But no, here they were: the single sheet that began with the third day of 1928 and ended last Wednesday with Gabriella Faulon (f/brown/31). March, 1928—and, yes, March, 1929. June, 1928, and June, 1929.
September, 1928 … oh sweet Jesus.
Two coincidences aren’t proof. They’re little more than suspicion. But there was a piece of evidence that could prove it. Water began to run upstairs. He picked up the phone.
Fortier was in his office. He seemed to live there.
“Sorry I missed your men at the hotel this morning,” he told the flic.
A moment passed. “M. Stuyvesant. Where are you?”
“Doesn’t matter, since I won’t be here long. I need a piece of information.”
“We would like to clear up a couple of points regarding—”
“Sergeant Fortier, I’d like to propose a deal: I turn myself in tomorrow, if you give me one piece of information now.”
“Turn yourself in for what, Monsieur?”
“Don’t be cute. Do we agree? Or do I hang up and let you spend the next few weeks turning the city upside-down?”
Stuyvesant counted to six before the response came: “What piece of information would that be, Monsieur?”
“You were working on the missing persons list from 1927. I don’t know how much you’ve done since Saturday, but I need to know if there’s a man reported missing in September of that year?”
He reached eleven before Fortier admitted defeat. “You swear you will present yourself at the Préfecture no later than tomorrow noon?”
“I swear to you on—” He couldn’t very well swear on his affection for l’Inspecteur’s fiancée. “—on my American passport.”
“Yes. Albert Gamache went missing on September the twentieth, 1927.”
“Do you have his details?”
“Monsieur, I—”
“Was he blond?”
Stuyvesant listened to one word before hanging up on Fortier’s squawking voice. He snatched Sarah’s newspaper out from under his coat.
He ignored the screaming headlines, the French equivalent of which had hounded him across Montparnasse—POLICE DETECTIVE SHOT—and hunted for the page with odds and ends like the hour of sunrise and the stars in the sky.
He found it. The time jumped out at him: 12:52.
If he was wrong, Harris Stuyvesant was going to win the prize for idiocy. If he was wrong, he’d have to choose between turning himself in and running for the border …
But he did not think he was wrong.
Dark and light; men and women; summer and winter. All the machinery of the sun’s progress.
He looked at his wrist-watch, and yelped with alarm. Hat on head, coat over his arm, he stopped.
He had to tell her.
Stuyvesant bounded up the stairs to the bathroom door, knocking lightly. Sarah’s voice called a question.
“I have to go,” he told her. “Will you be long?”
“Two minutes.”
He eyed the doorknob. “Hurry,” he whispered.
SEVENTY-FIVE
COUNT DOMINIC PIERRE-MARIE Arnaud Christophe de Charmentier entered the tapestried prison as he entered any room: calm, straight, and with the melancholy air that followed him like yesterday’s perfume. He slid the bolt on the door, and picked up the wooden chair, carrying it across the floor to sit just out of his prisoner’s reach.

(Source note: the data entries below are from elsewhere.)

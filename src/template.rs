//! Template markup compiler.
//!
//! Builds a tag tree from component template markup. The parser is
//! tolerant in the same places browsers are (unclosed tags, stray close
//! tags, valueless attributes) and only fails on input it cannot delimit:
//! unterminated comments, tags and quoted attribute values.
use regex::{Captures, Regex};
use std::collections::BTreeMap;
use std::sync::OnceLock;
use thiserror::Error;

const VOID_ELEMENTS: &[&str] = &[
    "area", "base", "br", "col", "embed", "hr", "img", "input", "link", "meta", "param", "source",
    "track", "wbr",
];

const RAW_TEXT_ELEMENTS: &[&str] = &["script", "style", "textarea"];

#[derive(Debug, Clone, PartialEq, Eq, Error)]
pub enum TemplateError {
    #[error("unterminated comment at byte {0}")]
    UnterminatedComment(usize),
    #[error("unterminated tag at byte {0}")]
    UnterminatedTag(usize),
    #[error("unterminated attribute value at byte {0}")]
    UnterminatedAttribute(usize),
}

#[derive(Debug, Clone, Default, PartialEq, Eq)]
pub struct TemplateNode {
    pub tag: String,
    /// Attribute names are kept verbatim (`:id` and `id` are distinct).
    pub attributes: BTreeMap<String, String>,
    pub children: Vec<TemplateNode>,
}

impl TemplateNode {
    pub fn attribute(&self, name: &str) -> Option<&str> {
        self.attributes.get(name).map(String::as_str)
    }
}

/// Top-level nodes of a compiled template.
#[derive(Debug, Clone, Default, PartialEq, Eq)]
pub struct TemplateRoot {
    pub nodes: Vec<TemplateNode>,
}

pub fn compile_template(source: &str) -> Result<TemplateRoot, TemplateError> {
    let mut parser = TemplateParser {
        source,
        pos: 0,
        stack: Vec::new(),
        roots: Vec::new(),
    };
    parser.run()?;
    Ok(TemplateRoot {
        nodes: parser.roots,
    })
}

struct TemplateParser<'src> {
    source: &'src str,
    pos: usize,
    stack: Vec<TemplateNode>,
    roots: Vec<TemplateNode>,
}

impl<'src> TemplateParser<'src> {
    fn rest(&self) -> &'src str {
        &self.source[self.pos..]
    }

    fn peek_char(&self) -> Option<char> {
        self.rest().chars().next()
    }

    fn advance(&mut self) {
        if let Some(c) = self.peek_char() {
            self.pos += c.len_utf8();
        }
    }

    fn run(&mut self) -> Result<(), TemplateError> {
        while let Some(c) = self.peek_char() {
            let rest = self.rest();
            if rest.starts_with("{{") {
                self.skip_interpolation();
            } else if rest.starts_with("<!--") {
                let start = self.pos;
                let len = rest[4..]
                    .find("-->")
                    .ok_or(TemplateError::UnterminatedComment(start))?;
                self.pos += 4 + len + 3;
            } else if rest.starts_with("<!") {
                let start = self.pos;
                let len = rest.find('>').ok_or(TemplateError::UnterminatedTag(start))?;
                self.pos += len + 1;
            } else if rest.starts_with("</") && rest[2..].starts_with(is_tag_start) {
                self.parse_close_tag()?;
            } else if c == '<' && rest[1..].starts_with(is_tag_start) {
                self.parse_open_tag()?;
            } else {
                self.advance();
            }
        }
        while let Some(node) = self.stack.pop() {
            self.attach(node);
        }
        Ok(())
    }

    fn skip_interpolation(&mut self) {
        match self.rest()[2..].find("}}") {
            Some(len) => self.pos += 2 + len + 2,
            // Literal `{{` with no close is plain text.
            None => self.pos += 2,
        }
    }

    fn attach(&mut self, node: TemplateNode) {
        match self.stack.last_mut() {
            Some(parent) => parent.children.push(node),
            None => self.roots.push(node),
        }
    }

    fn read_name(&mut self) -> &'src str {
        let start = self.pos;
        while self
            .peek_char()
            .is_some_and(|c| !c.is_whitespace() && c != '/' && c != '>')
        {
            self.advance();
        }
        &self.source[start..self.pos]
    }

    fn skip_whitespace(&mut self) {
        while self.peek_char().is_some_and(char::is_whitespace) {
            self.advance();
        }
    }

    fn parse_close_tag(&mut self) -> Result<(), TemplateError> {
        let start = self.pos;
        self.pos += 2;
        let name = self.read_name();
        let len = self
            .rest()
            .find('>')
            .ok_or(TemplateError::UnterminatedTag(start))?;
        self.pos += len + 1;

        // Stray close tags are ignored; otherwise close everything above the match.
        if let Some(index) = self.stack.iter().rposition(|node| node.tag == name) {
            while self.stack.len() > index {
                if let Some(node) = self.stack.pop() {
                    self.attach(node);
                }
            }
        }
        Ok(())
    }

    fn parse_open_tag(&mut self) -> Result<(), TemplateError> {
        let start = self.pos;
        self.pos += 1;
        let mut node = TemplateNode {
            tag: self.read_name().to_string(),
            ..TemplateNode::default()
        };

        let self_closing = loop {
            self.skip_whitespace();
            let rest = self.rest();
            if rest.is_empty() {
                return Err(TemplateError::UnterminatedTag(start));
            }
            if rest.starts_with("/>") {
                self.pos += 2;
                break true;
            }
            if rest.starts_with('>') {
                self.pos += 1;
                break false;
            }
            if rest.starts_with('/') {
                self.pos += 1;
                continue;
            }
            let (name, value) = self.parse_attribute()?;
            node.attributes.insert(name, value);
        };

        if self_closing || VOID_ELEMENTS.contains(&node.tag.as_str()) {
            self.attach(node);
        } else if RAW_TEXT_ELEMENTS.contains(&node.tag.as_str()) {
            let needle = format!("</{}", node.tag);
            let len = self
                .rest()
                .find(&needle)
                .ok_or(TemplateError::UnterminatedTag(start))?;
            self.pos += len;
            let close = self
                .rest()
                .find('>')
                .ok_or(TemplateError::UnterminatedTag(start))?;
            self.pos += close + 1;
            self.attach(node);
        } else {
            self.stack.push(node);
        }
        Ok(())
    }

    fn parse_attribute(&mut self) -> Result<(String, String), TemplateError> {
        let start = self.pos;
        while self
            .peek_char()
            .is_some_and(|c| !c.is_whitespace() && c != '=' && c != '>' && c != '/')
        {
            self.advance();
        }
        // A lone `=` still consumes one character so the loop makes progress.
        if self.pos == start {
            self.advance();
        }
        let name = self.source[start..self.pos].to_string();

        self.skip_whitespace();
        if self.peek_char() != Some('=') {
            return Ok((name, String::new()));
        }
        self.advance();
        self.skip_whitespace();

        let value = match self.peek_char() {
            Some(quote @ ('"' | '\'')) => {
                let value_start = self.pos;
                self.advance();
                let len = self
                    .rest()
                    .find(quote)
                    .ok_or(TemplateError::UnterminatedAttribute(value_start))?;
                let value = &self.source[self.pos..self.pos + len];
                self.pos += len + 1;
                value
            }
            _ => {
                let value_start = self.pos;
                while self
                    .peek_char()
                    .is_some_and(|c| !c.is_whitespace() && c != '>')
                {
                    self.advance();
                }
                &self.source[value_start..self.pos]
            }
        };
        Ok((name, decode_entities(value)))
    }
}

fn entity_regex() -> &'static Regex {
    static ENTITY: OnceLock<Regex> = OnceLock::new();
    ENTITY.get_or_init(|| {
        Regex::new(r"&(?:lt|gt|quot|amp|#39|#10|#9);").expect("regex for attribute entities")
    })
}

/// Decode the entities markup serializers emit in attribute values, in one pass.
fn decode_entities(value: &str) -> String {
    entity_regex()
        .replace_all(value, |caps: &Captures<'_>| match &caps[0] {
            "&lt;" => "<",
            "&gt;" => ">",
            "&quot;" => "\"",
            "&amp;" => "&",
            "&#39;" => "'",
            "&#10;" => "\n",
            _ => "\t",
        })
        .into_owned()
}

fn is_tag_start(c: char) -> bool {
    c.is_alphabetic()
}

#[cfg(test)]
#[path = "template_tests.rs"]
mod tests;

“Good morning, Monsieur,” he said.
“Do you have my sister?”
Le Comte looked surprised. “Your sister? Why would I want your sister?”
After a minute, the green eyes relaxed. “What about Doucet?”
“It appears the Inspector is still alive. Something of a relief, I admit.”
Grey frowned at the reply.
“Your choice of position interests me,” Le Comte said. “Most of my gifts take pains to sit as far as possible from the source of their imprisonment.”
Gifts? “Most?”
“All.”
“And when you take your photographs,” Grey said, “you will find that I do not mimic their stance, either.”
“You have seen the photographs?”
“The police are after you, Comte. It won’t be long.”
The man was either unconvinced, or unconcerned. “Your sister tells me—Ah, Monsieur, don’t glare so, she is quite safe from me, certainly until the spring. Your sister tells me that you had a difficult time of it in the War.”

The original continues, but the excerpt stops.